En France, cette affaire résonne avec les débats sur la protection des mineurs en ligne, la responsabilité des plateformes et les relations entre artistes et communautés de fans. Les réseaux sociaux ne sont plus seulement des canaux de promotion. Ils sont des lieux de contact, de mise en relation et de construction d’autorité. Lorsqu’un adulte célèbre bénéficie d’un accès direct à un public adolescent, les garde-fous ne peuvent reposer uniquement sur la prudence individuelle des mineurs.
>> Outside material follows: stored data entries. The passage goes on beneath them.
use chrono::NaiveDateTime;
use serde::{Deserialize, Serialize};
use crate::books::domain::Book;
use crate::core::domain::Identifiable;
use crate::core::exchange::BookStatus;
use crate::users::dto::OwnerDto;
use crate::utils::date::serializer;

// BookDto is the wire form of a listing; the owner reference is expanded to a
// summary when the record is returned by the listing service.
#[derive(Debug, Clone, PartialEq, Serialize, Deserialize)]
#[serde(rename_all = "camelCase")]
pub(crate) struct BookDto {
    pub book_id: String,
    pub title: String,
    pub author: String,
    pub genre: Option<String>,
    pub location: String,
    pub contact: String,
    pub image_url: Option<String>,
    pub image_id: Option<String>,
    pub status: BookStatus,
    pub owner_id: String,
    pub owner: Option<OwnerDto>,
    #[serde(with = "serializer")]
    pub created_at: NaiveDateTime,
    #[serde(with = "serializer")]
    pub updated_at: NaiveDateTime,
}

impl Identifiable for BookDto {
    fn id(&self) -> String {
        self.book_id.to_string()
    }
}

impl Book for BookDto {
    fn status(&self) -> BookStatus {
        self.status
    }

    fn owned_by(&self, user_id: &str) -> bool {
        self.owner_id == user_id
    }
}
pub(crate) mod ddb_book_repository;
pub(crate) mod memory_book_repository;

use async_trait::async_trait;
use crate::books::domain::model::BookEntity;
use crate::core::exchange::ExchangeResult;
use crate::core::repository::Repository;

#[async_trait]
pub(crate) trait BookRepository: Repository<BookEntity> {
    async fn find_by_owner_id(&self, owner_id: &str) -> ExchangeResult<Vec<BookEntity>>;

    // case-insensitive substring match on title and location; absent filters
    // impose no constraint and both filters combine with AND
    async fn search(&self, title: Option<&str>, location: Option<&str>) -> ExchangeResult<Vec<BookEntity>>;
}
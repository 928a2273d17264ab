use std::sync::Arc;
use crate::books::factory::create_book_repository;
use crate::core::domain::Configuration;
use crate::core::repository::RepositoryStore;
use crate::gateway::factory::create_image_store;
use crate::listing::domain::ListingService;
use crate::listing::domain::service::ListingServiceImpl;
use crate::users::factory::create_user_repository;

pub(crate) async fn create_listing_service(config: &Configuration, store: RepositoryStore) -> Arc<dyn ListingService> {
    let book_repository = create_book_repository(store).await;
    let user_repository = create_user_repository(store).await;
    let image_store = create_image_store(config, store.image_store_via()).await;
    Arc::new(ListingServiceImpl::new(config, book_repository, user_repository, image_store))
}
use async_trait::async_trait;
use serde::Deserialize;
use crate::core::exchange::{ExchangeError, ExchangeResult};
use crate::gateway::images::{ImageFile, ImageStore, StoredImage};

// HttpImageStore talks to the remote object store over its REST surface: a
// multipart upload yields a durable url plus a deletion handle, and destroy
// posts the handle back.
#[derive(Debug, Clone)]
pub(crate) struct HttpImageStore {
    client: reqwest::Client,
    base_url: String,
    folder: String,
}

#[derive(Debug, Deserialize)]
struct UploadResponse {
    secure_url: String,
    public_id: String,
}

impl HttpImageStore {
    pub(crate) fn new(base_url: &str, folder: &str) -> Self {
        Self {
            client: reqwest::Client::new(),
            base_url: base_url.trim_end_matches('/').to_string(),
            folder: folder.to_string(),
        }
    }
}

#[async_trait]
impl ImageStore for HttpImageStore {
    async fn upload(&self, file: &ImageFile) -> ExchangeResult<StoredImage> {
        let part = reqwest::multipart::Part::bytes(file.data.clone())
            .file_name(file.file_name.to_string())
            .mime_str(file.content_type.as_str())
            .map_err(|err| ExchangeError::validation(
                format!("unsupported content type {} {}", file.content_type, err).as_str(), None))?;
        let form = reqwest::multipart::Form::new()
            .text("folder", self.folder.to_string())
            .part("file", part);
        let resp = self.client
            .post(format!("{}/upload", self.base_url))
            .multipart(form)
            .send()
            .await?;
        if !resp.status().is_success() {
            return Err(ExchangeError::runtime(
                format!("image upload failed for {}", file.file_name).as_str(),
                Some(resp.status().to_string())));
        }
        let body: UploadResponse = resp.json().await?;
        Ok(StoredImage { url: body.secure_url, image_id: body.public_id })
    }

    async fn destroy(&self, image_id: &str) -> ExchangeResult<()> {
        let resp = self.client
            .post(format!("{}/destroy", self.base_url))
            .json(&serde_json::json!({ "public_id": image_id }))
            .send()
            .await?;
        if resp.status().is_success() {
            Ok(())
        } else if resp.status() == reqwest::StatusCode::NOT_FOUND {
            Err(ExchangeError::not_found(format!("image not found for {}", image_id).as_str()))
        } else {
            Err(ExchangeError::runtime(
                format!("image delete failed for {}", image_id).as_str(),
                Some(resp.status().to_string())))
        }
    }
}

impl From<reqwest::Error> for ExchangeError {
    fn from(err: reqwest::Error) -> Self {
        if err.is_timeout() || err.is_connect() {
            ExchangeError::unavailable(format!("image store unreachable {}", err).as_str(), None, true)
        } else if err.is_decode() {
            ExchangeError::serialization(format!("image store response parsing {}", err).as_str())
        } else {
            ExchangeError::runtime(format!("image store request failed {}", err).as_str(), None)
        }
    }
}

#[cfg(test)]
mod tests {
    use crate::gateway::http::store::HttpImageStore;

    #[tokio::test]
    async fn test_should_trim_trailing_slash_from_base_url() {
        let store = HttpImageStore::new("https://images.local/api/", "book-exchange-app");
        assert_eq!("https://images.local/api", store.base_url.as_str());
        assert_eq!("book-exchange-app", store.folder.as_str());
    }
}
Pour l’industrie européenne, la leçon est concrète : les procédures de signalement doivent être accessibles, les équipes de tournée doivent être formées, les interactions en coulisses mieux encadrées et les alertes documentées. La protection du public ne commence pas après un scandale. Elle doit exister au moment même où une carrière explose.

La prochaine étape : un procès sous surveillance mondiale

Le renvoi devant un tribunal ouvre une période durant laquelle l’accusation et la défense prépareront leurs arguments, leurs experts et leurs témoins. Les procureurs du comté de Los Angeles ont indiqué qu’ils continuaient d’évaluer les sanctions qu’ils demanderaient. D4vd pourra contester chaque élément, présenter sa propre lecture des faits et bénéficier de toutes les garanties de la procédure.

La couverture médiatique devra, elle aussi, respecter une ligne claire : décrire précisément les accusations sans transformer l’audience publique en spectacle, protéger la dignité de la victime, éviter les détails inutiles et rappeler systématiquement que la culpabilité n’est pas encore établie. La viralité récompense les titres les plus choquants ; la justice exige du contexte, du temps et de la précision.

L’ascension de D4vd racontait jusqu’ici le pouvoir d’Internet à fabriquer une star mondiale depuis une chambre. Son procès racontera autre chose : la manière dont la justice, les plateformes et l’industrie réagissent lorsque cette célébrité se retrouve au centre d’accusations criminelles extrêmes. Le verdict n’est pas écrit. Mais une certitude s’impose déjà : la musique virale ne pourra plus considérer la protection des jeunes publics comme une question secondaire.